My workplace just bought some 15.6" Vostro laptops. They're pretty well built for their price point. The BIOS menus are very well thought out. Only 2 screws to open the maintenance cover: RAM, HDD, wireless card and CMOS battery are easily accessible, CPU fan not so much though. Matte screen. AC adapter is really small in size. Keyboard is a rather usable chiclet one with numpad, but it lacks a Pause key. Also missing is HDMI output.
Runs cool, but no dedicated graphics card means no demanding games/3D design stuff.

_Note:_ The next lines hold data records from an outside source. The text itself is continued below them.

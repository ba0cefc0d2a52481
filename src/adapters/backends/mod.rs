//! Agent backend adapters and the registry that constructs them.

pub mod command;
pub mod extract;
pub mod http;
pub mod mock;

pub use command::CommandBackend;
pub use http::HttpBackend;
pub use mock::{MockBackend, MockScript};

use std::sync::Arc;

use crate::domain::errors::{DomainError, DomainResult};
use crate::domain::models::config::BackendsConfig;
use crate::domain::ports::backend::{AgentBackend, BackendFactory};

/// Registry of configured agent backends.
///
/// Backends are constructed once and shared; `for_agent` applies the
/// configured agent-name mappings with the default backend as fallback.
pub struct BackendRegistry {
    config: BackendsConfig,
    command: Arc<dyn AgentBackend>,
    http: Option<Arc<dyn AgentBackend>>,
    mock: Arc<dyn AgentBackend>,
}

impl BackendRegistry {
    pub fn new(config: BackendsConfig) -> DomainResult<Self> {
        let command: Arc<dyn AgentBackend> =
            Arc::new(CommandBackend::new(config.command.clone()));
        let http: Option<Arc<dyn AgentBackend>> = if config.enabled.iter().any(|b| b == "http") {
            Some(Arc::new(HttpBackend::new(config.http.clone())?))
        } else {
            None
        };
        let mock: Arc<dyn AgentBackend> = Arc::new(MockBackend::returning(
            serde_json::json!({"status": "mocked"}),
        ));

        Ok(Self {
            config,
            command,
            http,
            mock,
        })
    }

    /// Replace the mock backend, e.g. with a scripted instance.
    pub fn with_mock(mut self, mock: Arc<dyn AgentBackend>) -> Self {
        self.mock = mock;
        self
    }

    /// Resolve the backend for a named agent, honoring `agent_mappings`.
    pub fn for_agent(&self, agent_name: &str) -> DomainResult<Arc<dyn AgentBackend>> {
        let backend_name = self
            .config
            .agent_mappings
            .get(agent_name)
            .cloned()
            .unwrap_or_else(|| self.config.default_backend.clone());

        self.by_name(&backend_name)
            .ok_or(DomainError::UnknownBackend(backend_name))
    }

    fn by_name(&self, name: &str) -> Option<Arc<dyn AgentBackend>> {
        match name {
            "command" => Some(self.command.clone()),
            "http" => self.http.clone(),
            "mock" => Some(self.mock.clone()),
            _ => None,
        }
    }
}

impl BackendFactory for BackendRegistry {
    fn create(&self, backend_type: &str) -> Option<Arc<dyn AgentBackend>> {
        self.by_name(backend_type)
    }

    fn available_types(&self) -> Vec<&'static str> {
        let mut types = vec!["command", "mock"];
        if self.http.is_some() {
            types.push("http");
        }
        types
    }
}

#[cfg(test)]
mod tests {
    use super::*;
    use crate::domain::models::config::BackendsConfig;

    fn config_with_mapping() -> BackendsConfig {
        let mut config = BackendsConfig {
            default_backend: "mock".to_string(),
            ..BackendsConfig::default()
        };
        config
            .agent_mappings
            .insert("environmental-engineer".to_string(), "command".to_string());
        config
    }

    #[test]
    fn test_mapping_routes_agent_to_backend() {
        let registry = BackendRegistry::new(config_with_mapping()).unwrap();

        let mapped = registry.for_agent("environmental-engineer").unwrap();
        assert_eq!(mapped.name(), "command");

        let unmapped = registry.for_agent("proteomics-analyst").unwrap();
        assert_eq!(unmapped.name(), "mock");
    }

    #[test]
    fn test_unknown_mapped_backend_fails() {
        let mut config = config_with_mapping();
        config
            .agent_mappings
            .insert("odd-agent".to_string(), "quantum".to_string());
        let registry = BackendRegistry::new(config).unwrap();

        let err = match registry.for_agent("odd-agent") {
            Ok(_) => panic!("expected for_agent to fail for unknown backend"),
            Err(e) => e,
        };
        assert!(matches!(err, DomainError::UnknownBackend(name) if name == "quantum"));
    }

    #[test]
    fn test_http_disabled_by_default() {
        let registry = BackendRegistry::new(BackendsConfig::default()).unwrap();
        assert!(registry.create("http").is_none());
        assert!(!registry.available_types().contains(&"http"));
    }

    #[test]
    fn test_http_enabled_when_configured() {
        let config = BackendsConfig {
            enabled: vec!["command".to_string(), "http".to_string()],
            ..BackendsConfig::default()
        };
        let registry = BackendRegistry::new(config).unwrap();
        assert!(registry.create("http").is_some());
        assert!(registry.available_types().contains(&"http"));
    }
}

These came with Win8.1 preinstalled and too many partitions on the drive for my taste (one for UEFI, three for Windows, and three more for Dell recovery/diagnostics/factory image). I removed most of them on mine, but I'll write that within a "more" tag so as not to clutter this thread.
More
First thing I did on mine was run built-in diagnostics to check all was working out of the box. Then boot preinstalled Win8 to create recovery DVDs using the Dell utility (which thoughtfully puts drivers and software on a separate DVD). With these I no longer need the recovery and factory image partitions. Then boot a live Linux distro to backup the diagnostics partition (hidden 40MB primary FAT32 labeled DIAGS). Then repartitioned the whole drive. Disabled "secure" boot and enabled legacy boot options in BIOS, put Win8.1 on a single primary partition just in case, restored the DIAGS partition to another, and Debian (soon to be upgraded to Devuan because systemd sucks) root/swap/home on an extended partition.